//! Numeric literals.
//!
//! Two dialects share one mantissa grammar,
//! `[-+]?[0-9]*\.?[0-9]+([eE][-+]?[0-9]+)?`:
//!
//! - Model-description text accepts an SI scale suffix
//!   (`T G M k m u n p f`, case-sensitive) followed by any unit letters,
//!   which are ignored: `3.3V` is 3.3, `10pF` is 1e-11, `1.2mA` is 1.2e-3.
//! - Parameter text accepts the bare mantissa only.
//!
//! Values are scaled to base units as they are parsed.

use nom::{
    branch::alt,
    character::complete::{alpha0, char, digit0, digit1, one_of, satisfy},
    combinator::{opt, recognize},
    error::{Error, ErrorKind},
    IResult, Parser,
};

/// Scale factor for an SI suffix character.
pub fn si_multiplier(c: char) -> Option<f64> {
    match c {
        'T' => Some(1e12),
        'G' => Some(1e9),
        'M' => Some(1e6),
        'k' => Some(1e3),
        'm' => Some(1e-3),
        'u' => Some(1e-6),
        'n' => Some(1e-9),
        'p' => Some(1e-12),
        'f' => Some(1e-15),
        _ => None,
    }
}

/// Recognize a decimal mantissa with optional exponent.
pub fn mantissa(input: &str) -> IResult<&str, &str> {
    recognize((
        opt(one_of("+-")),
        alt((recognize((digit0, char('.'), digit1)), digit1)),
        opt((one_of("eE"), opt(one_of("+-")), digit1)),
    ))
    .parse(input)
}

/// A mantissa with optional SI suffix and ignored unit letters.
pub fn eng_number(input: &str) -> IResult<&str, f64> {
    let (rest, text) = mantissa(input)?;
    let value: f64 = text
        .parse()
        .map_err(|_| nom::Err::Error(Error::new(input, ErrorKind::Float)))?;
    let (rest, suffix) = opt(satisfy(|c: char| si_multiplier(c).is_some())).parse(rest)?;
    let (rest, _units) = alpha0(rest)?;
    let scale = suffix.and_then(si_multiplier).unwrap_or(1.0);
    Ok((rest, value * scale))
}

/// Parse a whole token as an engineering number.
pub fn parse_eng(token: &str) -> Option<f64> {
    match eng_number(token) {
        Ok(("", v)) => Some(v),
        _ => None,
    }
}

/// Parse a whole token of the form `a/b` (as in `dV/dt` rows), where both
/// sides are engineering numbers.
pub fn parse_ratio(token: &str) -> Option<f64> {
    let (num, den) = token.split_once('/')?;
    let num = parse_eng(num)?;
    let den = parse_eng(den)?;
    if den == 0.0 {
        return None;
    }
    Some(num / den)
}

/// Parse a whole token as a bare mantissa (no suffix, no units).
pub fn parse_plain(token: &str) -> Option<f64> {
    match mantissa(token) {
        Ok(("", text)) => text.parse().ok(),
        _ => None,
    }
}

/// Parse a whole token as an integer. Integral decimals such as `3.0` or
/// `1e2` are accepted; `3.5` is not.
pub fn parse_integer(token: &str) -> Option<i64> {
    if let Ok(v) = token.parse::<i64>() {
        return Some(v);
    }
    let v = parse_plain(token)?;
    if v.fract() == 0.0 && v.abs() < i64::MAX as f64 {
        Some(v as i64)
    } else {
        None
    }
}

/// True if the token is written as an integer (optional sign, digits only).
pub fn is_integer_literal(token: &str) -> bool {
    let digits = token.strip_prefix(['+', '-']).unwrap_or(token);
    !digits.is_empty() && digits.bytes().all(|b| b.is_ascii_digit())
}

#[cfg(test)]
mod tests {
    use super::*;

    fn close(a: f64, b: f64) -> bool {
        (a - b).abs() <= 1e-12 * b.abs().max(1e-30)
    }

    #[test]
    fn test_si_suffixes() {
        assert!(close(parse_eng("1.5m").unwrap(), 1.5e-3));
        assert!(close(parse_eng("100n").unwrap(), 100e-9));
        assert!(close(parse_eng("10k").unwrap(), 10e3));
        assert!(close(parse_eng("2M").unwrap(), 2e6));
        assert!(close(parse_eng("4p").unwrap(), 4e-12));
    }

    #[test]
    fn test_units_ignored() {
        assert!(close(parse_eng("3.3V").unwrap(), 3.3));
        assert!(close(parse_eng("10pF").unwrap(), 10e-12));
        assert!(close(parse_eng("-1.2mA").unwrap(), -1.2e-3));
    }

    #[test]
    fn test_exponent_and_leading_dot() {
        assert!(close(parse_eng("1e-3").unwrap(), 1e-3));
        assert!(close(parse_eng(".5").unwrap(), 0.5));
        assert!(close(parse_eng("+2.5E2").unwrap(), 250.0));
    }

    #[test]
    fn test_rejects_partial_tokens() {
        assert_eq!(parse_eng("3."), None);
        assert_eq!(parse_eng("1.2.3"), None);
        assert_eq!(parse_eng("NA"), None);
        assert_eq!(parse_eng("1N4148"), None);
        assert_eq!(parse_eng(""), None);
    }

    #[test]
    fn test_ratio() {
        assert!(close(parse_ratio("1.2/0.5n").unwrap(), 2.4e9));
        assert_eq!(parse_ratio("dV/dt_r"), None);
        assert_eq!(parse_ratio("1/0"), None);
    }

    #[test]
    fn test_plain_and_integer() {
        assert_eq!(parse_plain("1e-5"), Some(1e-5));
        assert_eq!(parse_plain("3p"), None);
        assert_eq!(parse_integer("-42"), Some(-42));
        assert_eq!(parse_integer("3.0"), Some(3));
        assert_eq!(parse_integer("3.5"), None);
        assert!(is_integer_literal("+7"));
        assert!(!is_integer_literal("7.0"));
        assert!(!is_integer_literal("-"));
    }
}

================

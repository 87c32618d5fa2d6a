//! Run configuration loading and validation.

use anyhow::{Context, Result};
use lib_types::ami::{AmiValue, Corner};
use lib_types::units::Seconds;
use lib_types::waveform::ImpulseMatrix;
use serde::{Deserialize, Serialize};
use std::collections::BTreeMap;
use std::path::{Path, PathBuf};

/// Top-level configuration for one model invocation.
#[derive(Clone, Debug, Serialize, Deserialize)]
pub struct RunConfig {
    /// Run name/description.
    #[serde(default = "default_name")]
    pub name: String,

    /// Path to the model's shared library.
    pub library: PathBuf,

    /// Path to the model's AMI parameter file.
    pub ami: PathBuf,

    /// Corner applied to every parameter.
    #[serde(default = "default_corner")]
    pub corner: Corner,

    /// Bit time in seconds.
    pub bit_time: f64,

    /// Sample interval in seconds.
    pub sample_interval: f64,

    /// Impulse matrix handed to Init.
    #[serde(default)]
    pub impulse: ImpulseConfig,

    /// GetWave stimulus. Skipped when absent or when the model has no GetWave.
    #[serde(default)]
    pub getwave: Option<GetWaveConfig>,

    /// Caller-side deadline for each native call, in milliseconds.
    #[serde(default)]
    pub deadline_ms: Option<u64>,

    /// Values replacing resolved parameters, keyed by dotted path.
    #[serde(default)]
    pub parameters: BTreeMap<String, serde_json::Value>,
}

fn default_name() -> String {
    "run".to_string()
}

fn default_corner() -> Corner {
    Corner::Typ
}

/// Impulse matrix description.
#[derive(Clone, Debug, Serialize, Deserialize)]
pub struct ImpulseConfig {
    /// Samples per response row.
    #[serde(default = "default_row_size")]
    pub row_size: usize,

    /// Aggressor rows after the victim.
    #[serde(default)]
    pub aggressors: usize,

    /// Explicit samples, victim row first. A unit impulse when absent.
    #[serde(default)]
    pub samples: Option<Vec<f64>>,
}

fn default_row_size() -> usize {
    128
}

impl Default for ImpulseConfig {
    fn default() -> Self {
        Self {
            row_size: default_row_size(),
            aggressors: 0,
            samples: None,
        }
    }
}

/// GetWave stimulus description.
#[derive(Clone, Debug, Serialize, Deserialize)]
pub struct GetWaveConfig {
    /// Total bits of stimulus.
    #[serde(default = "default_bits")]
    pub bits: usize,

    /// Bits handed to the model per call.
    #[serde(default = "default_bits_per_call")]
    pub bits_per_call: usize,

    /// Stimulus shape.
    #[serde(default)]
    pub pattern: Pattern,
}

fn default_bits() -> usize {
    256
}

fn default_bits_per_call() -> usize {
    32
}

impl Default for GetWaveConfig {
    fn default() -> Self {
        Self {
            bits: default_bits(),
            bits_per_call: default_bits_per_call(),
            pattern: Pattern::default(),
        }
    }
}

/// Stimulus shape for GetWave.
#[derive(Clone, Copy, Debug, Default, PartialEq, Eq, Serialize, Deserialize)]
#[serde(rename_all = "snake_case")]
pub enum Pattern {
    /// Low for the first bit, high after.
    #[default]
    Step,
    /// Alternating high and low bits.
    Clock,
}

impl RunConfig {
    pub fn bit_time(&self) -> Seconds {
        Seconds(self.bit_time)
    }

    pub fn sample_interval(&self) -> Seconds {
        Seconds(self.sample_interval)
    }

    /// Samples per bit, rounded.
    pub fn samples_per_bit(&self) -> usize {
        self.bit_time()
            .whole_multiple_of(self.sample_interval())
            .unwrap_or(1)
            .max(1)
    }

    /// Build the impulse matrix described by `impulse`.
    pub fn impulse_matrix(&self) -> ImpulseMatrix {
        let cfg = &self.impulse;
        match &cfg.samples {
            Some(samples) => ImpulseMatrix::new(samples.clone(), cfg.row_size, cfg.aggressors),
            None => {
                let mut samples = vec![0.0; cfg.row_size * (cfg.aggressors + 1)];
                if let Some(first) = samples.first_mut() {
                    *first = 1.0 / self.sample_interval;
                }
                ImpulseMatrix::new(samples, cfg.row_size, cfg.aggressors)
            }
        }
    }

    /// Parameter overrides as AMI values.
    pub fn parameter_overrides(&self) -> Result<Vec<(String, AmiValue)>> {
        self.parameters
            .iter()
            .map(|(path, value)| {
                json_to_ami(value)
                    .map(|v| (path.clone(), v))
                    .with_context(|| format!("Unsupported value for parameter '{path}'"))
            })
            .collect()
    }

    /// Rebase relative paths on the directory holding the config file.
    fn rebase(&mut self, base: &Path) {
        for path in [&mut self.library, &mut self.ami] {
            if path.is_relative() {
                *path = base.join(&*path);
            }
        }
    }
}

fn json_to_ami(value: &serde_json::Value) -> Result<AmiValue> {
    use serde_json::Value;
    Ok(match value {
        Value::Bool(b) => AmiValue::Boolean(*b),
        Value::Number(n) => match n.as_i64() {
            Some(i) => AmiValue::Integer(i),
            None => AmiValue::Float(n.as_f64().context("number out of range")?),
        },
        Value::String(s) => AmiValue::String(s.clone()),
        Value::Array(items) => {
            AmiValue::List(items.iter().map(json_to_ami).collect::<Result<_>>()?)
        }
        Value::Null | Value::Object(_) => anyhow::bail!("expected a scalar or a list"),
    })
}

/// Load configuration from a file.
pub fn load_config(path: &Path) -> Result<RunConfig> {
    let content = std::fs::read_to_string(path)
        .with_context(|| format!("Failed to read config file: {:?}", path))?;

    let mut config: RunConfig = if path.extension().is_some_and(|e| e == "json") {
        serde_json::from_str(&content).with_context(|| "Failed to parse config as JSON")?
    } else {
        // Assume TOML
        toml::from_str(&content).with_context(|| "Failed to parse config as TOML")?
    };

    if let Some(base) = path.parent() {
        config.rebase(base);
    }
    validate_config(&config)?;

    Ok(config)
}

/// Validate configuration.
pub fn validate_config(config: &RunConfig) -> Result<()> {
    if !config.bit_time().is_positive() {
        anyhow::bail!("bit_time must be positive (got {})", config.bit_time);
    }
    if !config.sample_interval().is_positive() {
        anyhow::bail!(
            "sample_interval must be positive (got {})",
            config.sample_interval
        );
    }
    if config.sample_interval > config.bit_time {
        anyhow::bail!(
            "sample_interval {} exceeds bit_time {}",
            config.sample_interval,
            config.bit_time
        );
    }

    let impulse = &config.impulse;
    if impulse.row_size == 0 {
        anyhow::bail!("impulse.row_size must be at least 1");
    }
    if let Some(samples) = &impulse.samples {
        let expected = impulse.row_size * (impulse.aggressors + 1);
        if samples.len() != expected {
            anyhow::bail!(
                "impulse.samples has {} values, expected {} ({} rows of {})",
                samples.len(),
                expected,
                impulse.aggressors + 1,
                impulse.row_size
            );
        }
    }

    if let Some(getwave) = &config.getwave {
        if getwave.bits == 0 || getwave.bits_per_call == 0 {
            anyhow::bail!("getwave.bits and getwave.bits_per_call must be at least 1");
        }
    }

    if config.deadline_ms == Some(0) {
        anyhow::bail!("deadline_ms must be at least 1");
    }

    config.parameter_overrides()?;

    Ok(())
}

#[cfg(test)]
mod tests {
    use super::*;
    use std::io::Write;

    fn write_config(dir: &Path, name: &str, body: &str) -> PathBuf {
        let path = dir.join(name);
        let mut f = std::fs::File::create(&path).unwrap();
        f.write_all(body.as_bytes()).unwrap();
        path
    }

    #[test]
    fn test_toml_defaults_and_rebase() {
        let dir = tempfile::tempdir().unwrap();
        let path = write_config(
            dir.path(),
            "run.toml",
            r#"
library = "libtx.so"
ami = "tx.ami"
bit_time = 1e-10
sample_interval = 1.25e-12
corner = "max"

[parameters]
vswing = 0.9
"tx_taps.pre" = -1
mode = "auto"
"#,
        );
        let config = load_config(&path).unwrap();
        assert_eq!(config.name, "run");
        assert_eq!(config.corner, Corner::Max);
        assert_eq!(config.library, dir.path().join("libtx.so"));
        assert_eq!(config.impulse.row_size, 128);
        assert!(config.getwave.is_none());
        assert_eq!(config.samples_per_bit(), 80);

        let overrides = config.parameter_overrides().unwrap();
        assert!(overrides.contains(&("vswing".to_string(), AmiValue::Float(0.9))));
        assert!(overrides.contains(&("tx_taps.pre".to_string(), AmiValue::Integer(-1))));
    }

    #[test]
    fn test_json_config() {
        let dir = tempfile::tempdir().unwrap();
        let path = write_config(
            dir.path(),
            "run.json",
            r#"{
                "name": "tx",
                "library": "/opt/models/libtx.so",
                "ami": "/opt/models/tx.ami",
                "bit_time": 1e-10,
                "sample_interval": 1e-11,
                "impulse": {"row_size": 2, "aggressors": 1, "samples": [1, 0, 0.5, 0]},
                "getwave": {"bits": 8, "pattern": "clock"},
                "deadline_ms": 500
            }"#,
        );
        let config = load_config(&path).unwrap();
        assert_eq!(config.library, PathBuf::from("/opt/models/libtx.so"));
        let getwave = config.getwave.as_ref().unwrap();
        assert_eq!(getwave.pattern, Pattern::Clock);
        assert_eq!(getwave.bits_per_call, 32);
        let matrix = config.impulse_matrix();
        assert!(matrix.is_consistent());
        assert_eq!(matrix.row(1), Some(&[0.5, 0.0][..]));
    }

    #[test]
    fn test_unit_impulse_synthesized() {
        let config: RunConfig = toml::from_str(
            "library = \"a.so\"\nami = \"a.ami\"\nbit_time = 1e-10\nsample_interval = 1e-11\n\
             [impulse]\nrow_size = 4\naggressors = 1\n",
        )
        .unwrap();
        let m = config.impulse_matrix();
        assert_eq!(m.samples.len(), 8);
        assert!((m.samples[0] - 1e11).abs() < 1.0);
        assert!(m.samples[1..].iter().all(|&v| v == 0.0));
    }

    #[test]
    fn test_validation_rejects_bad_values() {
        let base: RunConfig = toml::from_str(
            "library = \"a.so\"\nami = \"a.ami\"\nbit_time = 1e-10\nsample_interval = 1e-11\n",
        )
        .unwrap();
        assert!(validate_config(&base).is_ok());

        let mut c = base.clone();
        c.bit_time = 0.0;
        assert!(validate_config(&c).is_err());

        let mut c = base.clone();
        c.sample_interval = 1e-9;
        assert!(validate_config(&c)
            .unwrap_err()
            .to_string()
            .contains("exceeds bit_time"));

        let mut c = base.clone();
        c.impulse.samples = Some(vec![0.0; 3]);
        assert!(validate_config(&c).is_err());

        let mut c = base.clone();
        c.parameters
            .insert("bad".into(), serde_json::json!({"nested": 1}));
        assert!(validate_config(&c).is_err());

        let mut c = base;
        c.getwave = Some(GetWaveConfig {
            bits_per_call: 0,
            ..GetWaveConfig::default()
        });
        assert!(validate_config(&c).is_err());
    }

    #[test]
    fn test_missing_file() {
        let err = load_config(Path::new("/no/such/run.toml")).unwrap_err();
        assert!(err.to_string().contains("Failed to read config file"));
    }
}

================

TRY IT:
Search the entries above for the word "optional" and count the lines that hold it. Reply with only that number.

RESULT OF THIS TASK:
3